Plus de succès fut obtenu avec les projets de Hiller. L’Office of Naval Research reçut la première plateforme volante 1031-A-1 conçue par Hiller. Haute de 2,1 mètres, avec une plateforme d’environ 2,4 mètres de diamètre presque entièrement occupée par un ventilateur, elle embarquait deux moteurs et pouvait atteindre une vitesse maximale de 16 miles par heure (environ 26 km/h). Ces plateformes furent conçues pour être assez stables et faciles à piloter afin que le soldat puisse viser et tirer à l’arme légère pendant le vol. Des photographies des essais montrent clairement des militaires en train de viser et de tirer un fusil depuis ces plateformes en vol.

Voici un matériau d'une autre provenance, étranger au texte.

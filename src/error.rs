//! Error types for the reconciliation engine.

use rusqlite::ffi;
use thiserror::Error;

use crate::row::ChangeRow;

/// Failures reported by a [`Store`](crate::store::Store).
#[derive(Debug, Error)]
pub enum StoreError {
    /// A uniqueness constraint rejected the write. Some other actor already
    /// applied an equivalent change.
    #[error("uniqueness violation: {0}")]
    UniqueViolation(String),

    /// Any other driver failure.
    #[error("sqlite error: {0}")]
    Sqlite(rusqlite::Error),
}

impl StoreError {
    pub fn is_collision(&self) -> bool {
        matches!(self, StoreError::UniqueViolation(_))
    }
}

impl From<rusqlite::Error> for StoreError {
    fn from(err: rusqlite::Error) -> Self {
        let unique = matches!(
            &err,
            rusqlite::Error::SqliteFailure(e, _)
                if e.code == rusqlite::ErrorCode::ConstraintViolation
                    && matches!(
                        e.extended_code,
                        ffi::SQLITE_CONSTRAINT_UNIQUE | ffi::SQLITE_CONSTRAINT_PRIMARYKEY
                    )
        );
        if unique {
            StoreError::UniqueViolation(err.to_string())
        } else {
            StoreError::Sqlite(err)
        }
    }
}

/// A row that must halt the run.
#[derive(Debug, Error)]
pub enum ReconcileError {
    /// The row itself is invalid (missing field, source change, bad date).
    #[error("{message} in {row}")]
    Input { message: String, row: ChangeRow },

    /// The store failed while processing the row.
    #[error("{context} for row {row}: {source}")]
    Store {
        context: String,
        #[source]
        source: StoreError,
        row: ChangeRow,
    },
}

impl ReconcileError {
    pub(crate) fn input(row: &ChangeRow, message: impl Into<String>) -> Self {
        ReconcileError::Input {
            message: message.into(),
            row: row.clone(),
        }
    }

    /// The row that produced this error.
    pub fn row(&self) -> &ChangeRow {
        match self {
            ReconcileError::Input { row, .. } | ReconcileError::Store { row, .. } => row,
        }
    }
}

/// Attach row context to store results.
pub(crate) trait RowContext<T> {
    fn for_row(self, row: &ChangeRow, context: &str) -> Result<T, ReconcileError>;
}

impl<T> RowContext<T> for Result<T, StoreError> {
    fn for_row(self, row: &ChangeRow, context: &str) -> Result<T, ReconcileError> {
        self.map_err(|source| ReconcileError::Store {
            context: context.to_string(),
            source,
            row: row.clone(),
        })
    }
}
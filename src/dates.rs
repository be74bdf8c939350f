// Date parsing for enrollment ranges
//
// Input dates arrive in several precisions. They are tried from the most to
// the least specific format and reduced to a calendar date. Missing bounds are
// stored as sentinels, never NULL.

use chrono::{NaiveDate, NaiveDateTime};
use thiserror::Error;

/// Stored start of an open-ended range.
pub const OPEN_START: NaiveDate = match NaiveDate::from_ymd_opt(1900, 1, 1) {
    Some(date) => date,
    None => panic!("invalid start sentinel"),
};

/// Stored end of an open-ended range.
pub const OPEN_END: NaiveDate = match NaiveDate::from_ymd_opt(2100, 1, 1) {
    Some(date) => date,
    None => panic!("invalid end sentinel"),
};

#[derive(Debug, Clone, PartialEq, Eq, Error)]
#[error("cannot parse datetime: '{0}'")]
pub struct DateParseError(pub String);

/// Accepted layouts, most specific first.
enum Layout {
    DateTime(&'static str),
    /// Date+hour: chrono needs minutes, so ":00" is appended first.
    DateHour,
    Date(&'static str),
    /// Partial date padded to a full one before parsing.
    Padded(&'static str),
}

const LAYOUTS: &[Layout] = &[
    // `%.f` also accepts a missing fraction
    Layout::DateTime("%Y-%m-%dT%H:%M:%S%.fZ"),
    Layout::DateTime("%Y-%m-%d %H:%M:%S%.f"),
    Layout::DateTime("%Y-%m-%d %H:%M"),
    Layout::DateHour,
    Layout::Date("%Y-%m-%d"),
    Layout::Padded("-01"),
    Layout::Padded("-01-01"),
];

/// Parse a date using the fallback chain.
pub fn parse_any(input: &str) -> Result<NaiveDate, DateParseError> {
    for layout in LAYOUTS {
        let parsed = match layout {
            Layout::DateTime(fmt) => NaiveDateTime::parse_from_str(input, fmt)
                .ok()
                .map(|dt| dt.date()),
            Layout::DateHour => {
                NaiveDateTime::parse_from_str(&format!("{}:00", input), "%Y-%m-%d %H:%M")
                    .ok()
                    .map(|dt| dt.date())
            }
            Layout::Date(fmt) => NaiveDate::parse_from_str(input, fmt).ok(),
            Layout::Padded(suffix) => {
                NaiveDate::parse_from_str(&format!("{}{}", input, suffix), "%Y-%m-%d").ok()
            }
        };
        if let Some(date) = parsed {
            return Ok(date);
        }
    }
    Err(DateParseError(input.to_string()))
}

/// Range start: empty means open (1900-01-01).
pub fn parse_start(input: &str) -> Result<NaiveDate, DateParseError> {
    parse_or(input, OPEN_START)
}

/// Range end: empty means open (2100-01-01).
pub fn parse_end(input: &str) -> Result<NaiveDate, DateParseError> {
    parse_or(input, OPEN_END)
}

fn parse_or(input: &str, open: NaiveDate) -> Result<NaiveDate, DateParseError> {
    let input = input.trim();
    if input.is_empty() {
        Ok(open)
    } else {
        parse_any(input)
    }
}

#[cfg(test)]
mod tests {
    use super::*;

    fn ymd(y: i32, m: u32, d: u32) -> NaiveDate {
        NaiveDate::from_ymd_opt(y, m, d).unwrap()
    }

    #[test]
    fn test_fallback_chain() {
        assert_eq!(parse_any("2020-06-15T10:20:30Z").unwrap(), ymd(2020, 6, 15));
        assert_eq!(parse_any("2020-06-15T10:20:30.000Z").unwrap(), ymd(2020, 6, 15));
        assert_eq!(parse_any("2020-06-15 10:20:30").unwrap(), ymd(2020, 6, 15));
        assert_eq!(parse_any("2020-06-15 10:20:30.5").unwrap(), ymd(2020, 6, 15));
        assert_eq!(parse_any("2020-06-15 10:20").unwrap(), ymd(2020, 6, 15));
        assert_eq!(parse_any("2020-06-15 10").unwrap(), ymd(2020, 6, 15));
        assert_eq!(parse_any("2020-06-15").unwrap(), ymd(2020, 6, 15));
        assert_eq!(parse_any("2020-06").unwrap(), ymd(2020, 6, 1));
        assert_eq!(parse_any("2020").unwrap(), ymd(2020, 1, 1));
    }

    #[test]
    fn test_unparsable() {
        assert_eq!(
            parse_any("15/06/2020").unwrap_err(),
            DateParseError("15/06/2020".to_string())
        );
        assert!(parse_any("2020-13").is_err());
        assert!(parse_any("yesterday").is_err());
    }

    #[test]
    fn test_sentinels() {
        assert_eq!(parse_start("").unwrap(), ymd(1900, 1, 1));
        assert_eq!(parse_end("   ").unwrap(), ymd(2100, 1, 1));
        assert_eq!(parse_end(" 2020-06-15 ").unwrap(), ymd(2020, 6, 15));
    }
}
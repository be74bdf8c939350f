// Generated statements
//
// Reconcilers build their writes as text + positional parameters so that the
// exact statement can be previewed in dry-run mode and traced in debug mode.

use rusqlite::types::Value;
use std::fmt;

/// A write statement with positional (`?`) parameters.
#[derive(Debug, Clone, PartialEq)]
pub struct Statement {
    pub sql: String,
    pub params: Vec<Value>,
}

impl Statement {
    pub fn new(sql: impl Into<String>, params: Vec<Value>) -> Self {
        Self {
            sql: sql.into(),
            params,
        }
    }
}

impl fmt::Display for Statement {
    fn fmt(&self, f: &mut fmt::Formatter<'_>) -> fmt::Result {
        write!(f, "{}", self.sql)?;
        if self.params.is_empty() {
            return Ok(());
        }
        write!(f, " [")?;
        for (i, param) in self.params.iter().enumerate() {
            if i > 0 {
                write!(f, " ")?;
            }
            match param {
                Value::Null => write!(f, "{}:(null)", i + 1)?,
                Value::Integer(n) => write!(f, "{}:{}", i + 1, n)?,
                Value::Real(r) => write!(f, "{}:{}", i + 1, r)?,
                Value::Text(s) => write!(f, "{}:{}", i + 1, s)?,
                Value::Blob(b) => write!(f, "{}:<{} bytes>", i + 1, b.len())?,
            }
        }
        write!(f, "]")
    }
}

/// Modification stamp written with every mutation.
#[derive(Debug, Clone, PartialEq, Eq)]
pub struct Stamp {
    pub modified_at: String,
    pub modified_by: String,
}

/// Value of the `locked_by` column for corrections made by people.
pub const LOCKED_BY: &str = "individual";

impl Stamp {
    pub fn now(modified_by: impl Into<String>) -> Self {
        Self {
            modified_at: chrono::Utc::now().to_rfc3339(),
            modified_by: modified_by.into(),
        }
    }
}

/// `UPDATE table SET ... WHERE key = ?` over only the columns that were set.
#[derive(Debug, Clone)]
pub struct Update {
    table: &'static str,
    assignments: Vec<&'static str>,
    params: Vec<Value>,
}

impl Update {
    pub fn new(table: &'static str) -> Self {
        Self {
            table,
            assignments: Vec::new(),
            params: Vec::new(),
        }
    }

    pub fn set(&mut self, column: &'static str, value: Value) -> &mut Self {
        self.assignments.push(column);
        self.params.push(value);
        self
    }

    pub fn is_empty(&self) -> bool {
        self.assignments.is_empty()
    }

    /// Append the modification stamp columns and the key predicate.
    pub fn finish(mut self, stamp: &Stamp, key_column: &str, key: Value) -> Statement {
        self.set("last_modified", Value::Text(stamp.modified_at.clone()));
        self.set("last_modified_by", Value::Text(stamp.modified_by.clone()));
        self.set("locked_by", Value::Text(LOCKED_BY.to_string()));

        let columns = self
            .assignments
            .iter()
            .map(|c| format!("{} = ?", quote(c)))
            .collect::<Vec<_>>()
            .join(", ");

        let mut params = self.params;
        params.push(key);

        Statement::new(
            format!("update {} set {} where {} = ?", self.table, columns, key_column),
            params,
        )
    }
}

/// One column whose persisted value differs from the requested one.
#[derive(Debug, Clone, PartialEq)]
pub struct FieldChange {
    pub column: &'static str,
    pub before: String,
    pub after: String,
    pub value: Value,
}

impl FieldChange {
    pub fn text(column: &'static str, before: &str, after: &str) -> Self {
        Self {
            column,
            before: before.to_string(),
            after: after.to_string(),
            value: text(after),
        }
    }
}

impl fmt::Display for FieldChange {
    fn fmt(&self, f: &mut fmt::Formatter<'_>) -> fmt::Result {
        write!(f, "{} {} -> {}", self.column, self.before, self.after)
    }
}

/// Columns of `changes` joined for a log line.
pub fn describe(changes: &[FieldChange]) -> String {
    changes
        .iter()
        .map(|c| c.to_string())
        .collect::<Vec<_>>()
        .join(" ")
}

impl Update {
    /// Start an update setting every changed column.
    pub fn with_changes(table: &'static str, changes: &[FieldChange]) -> Self {
        let mut update = Update::new(table);
        for change in changes {
            update.set(change.column, change.value.clone());
        }
        update
    }
}

/// `start` and `end` are keywords in SQL and need quoting as column names.
fn quote(column: &str) -> String {
    match column {
        "start" | "end" => format!("\"{}\"", column),
        _ => column.to_string(),
    }
}

pub fn text(value: impl Into<String>) -> Value {
    Value::Text(value.into())
}

/// Empty strings become NULL.
pub fn text_or_null(value: &str) -> Value {
    if value.is_empty() {
        Value::Null
    } else {
        Value::Text(value.to_string())
    }
}

pub fn date(value: chrono::NaiveDate) -> Value {
    Value::Text(value.format("%Y-%m-%d").to_string())
}
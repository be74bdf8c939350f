use anyhow::{Context, Result};
use clap::Parser;
use rusqlite::Connection;
use std::path::PathBuf;
use std::time::Instant;
use tracing::info;
use tracing_subscriber::{fmt, EnvFilter};

use affiliations_import::{
    load_rows, setup_database, Dispatcher, PhaseReport, RunConfig, RunReport, SqliteStore,
};

/// Apply identity and affiliation corrections to the identity store.
#[derive(Parser, Debug)]
#[command(name = "affiliations-import", version, long_about = None)]
struct Cli {
    /// CSV of identity corrections (Phase 1).
    identities: PathBuf,

    /// CSV of affiliation corrections (Phase 2).
    affiliations: PathBuf,

    /// SQLite database file.
    #[arg(long, env = "SH_DB")]
    db: PathBuf,

    /// Create missing tables before importing.
    #[arg(long)]
    init_schema: bool,

    /// Concurrent rows per phase (capped at the number of CPUs).
    #[arg(long)]
    workers: Option<usize>,

    /// Process one row at a time.
    #[arg(long)]
    serial: bool,

    /// Log what would change without writing.
    #[arg(long)]
    dry_run: bool,

    #[arg(long)]
    debug: bool,

    /// Log every generated statement.
    #[arg(long)]
    debug_sql: bool,

    /// Print the run report as JSON.
    #[arg(long)]
    json: bool,
}

fn main() -> Result<()> {
    let cli = Cli::parse();
    let config = resolve_config(&cli)?;
    init_tracing(config.debug);

    let started = Instant::now();

    // 1. Load both inputs before touching the store
    let identities = load_rows(&cli.identities)?;
    let affiliations = load_rows(&cli.affiliations)?;
    info!(
        "Loaded {} identity rows, {} affiliation rows",
        identities.len(),
        affiliations.len()
    );

    // 2. Open the store
    let conn = Connection::open(&cli.db)
        .with_context(|| format!("Failed to open database {}", cli.db.display()))?;
    if cli.init_schema {
        setup_database(&conn)?;
    }
    let store = SqliteStore::new(conn).with_statement_trace(config.debug_sql);

    // 3. Reconcile
    if config.dry_run {
        info!("Dry run: no changes will be written");
    }
    let dispatcher = Dispatcher::new(&store, config);
    let report = match dispatcher.run(&identities, &affiliations) {
        Ok(report) => report,
        Err(err) => {
            for phase in dispatcher.reports() {
                print_tally(&phase);
            }
            return Err(err.into());
        }
    };

    print_summary(&report);
    if cli.json {
        println!("{}", serde_json::to_string_pretty(&report)?);
    }
    info!("Finished in {:.2?}", started.elapsed());

    Ok(())
}

/// Environment first, then command-line flags on top.
fn resolve_config(cli: &Cli) -> Result<RunConfig> {
    let mut config = RunConfig::from_env()?;
    if cli.serial {
        config = config.with_workers(1);
    } else if let Some(workers) = cli.workers {
        config = config.with_workers(affiliations_import::resolve_workers(
            false,
            Some(workers),
            affiliations_import::host_parallelism(),
        ));
    }
    if cli.dry_run {
        config = config.with_dry_run(true);
    }
    config.debug |= cli.debug;
    config.debug_sql |= cli.debug_sql;
    Ok(config)
}

fn init_tracing(debug: bool) {
    let default = if debug { "debug" } else { "info" };
    let filter = EnvFilter::try_from_default_env().unwrap_or_else(|_| EnvFilter::new(default));
    let _ = fmt().with_env_filter(filter).try_init();
}

fn print_tally(phase: &PhaseReport) {
    let t = &phase.tally;
    println!(
        "{:?}: {} rows, {} applied, {} unchanged, {} dry run, {} collisions, {} warnings, {} errors",
        phase.phase, t.rows, t.applied, t.no_change, t.dry_run, t.collisions, t.warnings, t.errors
    );
}

fn print_summary(report: &RunReport) {
    for phase in [&report.identities, &report.enrollments] {
        print_tally(phase);
    }
    let u = &report.updated;
    println!(
        "Updated {} identities, {} enrollments, {} uidentities, {} profiles",
        u.identities, u.enrollments, u.uidentities, u.profiles
    );
    if !report.missing_organizations.is_empty() {
        println!("Missing organizations: {}", report.missing_organizations.join(", "));
    }
    if !report.missing_slugs.is_empty() {
        println!("Missing project slugs: {}", report.missing_slugs.join(", "));
    }
}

Après avoir abandonné l’Aerocycle, l’armée se tourna vers Hiller pour obtenir une version plus grande de la 1031-A-1 dotée d’une plus grande poussée. La plateforme Hiller VZ-1 Pawnee fut testée à partir de 1957, équipée de trois moteurs. Cependant, la taille accrue rendit le contrôle par inclinaison difficile. Les soldats ne pouvaient plus aisément diriger ni manœuvrer la machine. Les tentatives d’ajustement de la puissance des moteurs et de la taille ne résolurent pas ce problème.
Ces hélicoptères personnels peuvent sembler relever de la science-fiction, mais ils sont nés d’une période de profondes mutations militaires. La guerre froide et la menace nucléaire incitèrent l’armée à expérimenter toute une variété d’armes et de tactiques inspirées par le nucléaire, allant de la création de nuages de destruction à la réorganisation des forces terrestres autour des divisions dites « pentomiques ». Parallèlement, les recherches s’orientaient vers la conception du soldat du futur, à la recherche de toutes les avancées technologiques pouvant donner un avantage. Par ailleurs, les hélicoptères s’étaient révélés d’un grand intérêt durant la guerre de Corée, notamment pour les transports rapides et les évacuations médicales. À l’œil d’aujourd’hui, ces plateformes volantes jouaient un rôle comparable à celui des drones aériens militaires, en tant que véhicules de reconnaissance légers et agiles.
Si la plateforme volante a démontré sa faisabilité technique, l’armée finit par rejeter cette idée. Ces machines n’étaient pas assez performantes ni suffisamment rapides pour être exploitables sur un théâtre d’opérations. L’armée préféra s’en tenir aux hélicoptères plus larges, qui allaient progressivement devenir des éléments essentiels du transport militaire. Néanmoins, ces inventions des années 1950 ont représenté un progrès important dans la recherche sur les technologies VTOL (décollage et atterrissage verticaux), rappelle le Smithsonian Institute. Quant aux jetpacks, ils restent pour l’instant une technologie encore non déployée sur le terrain.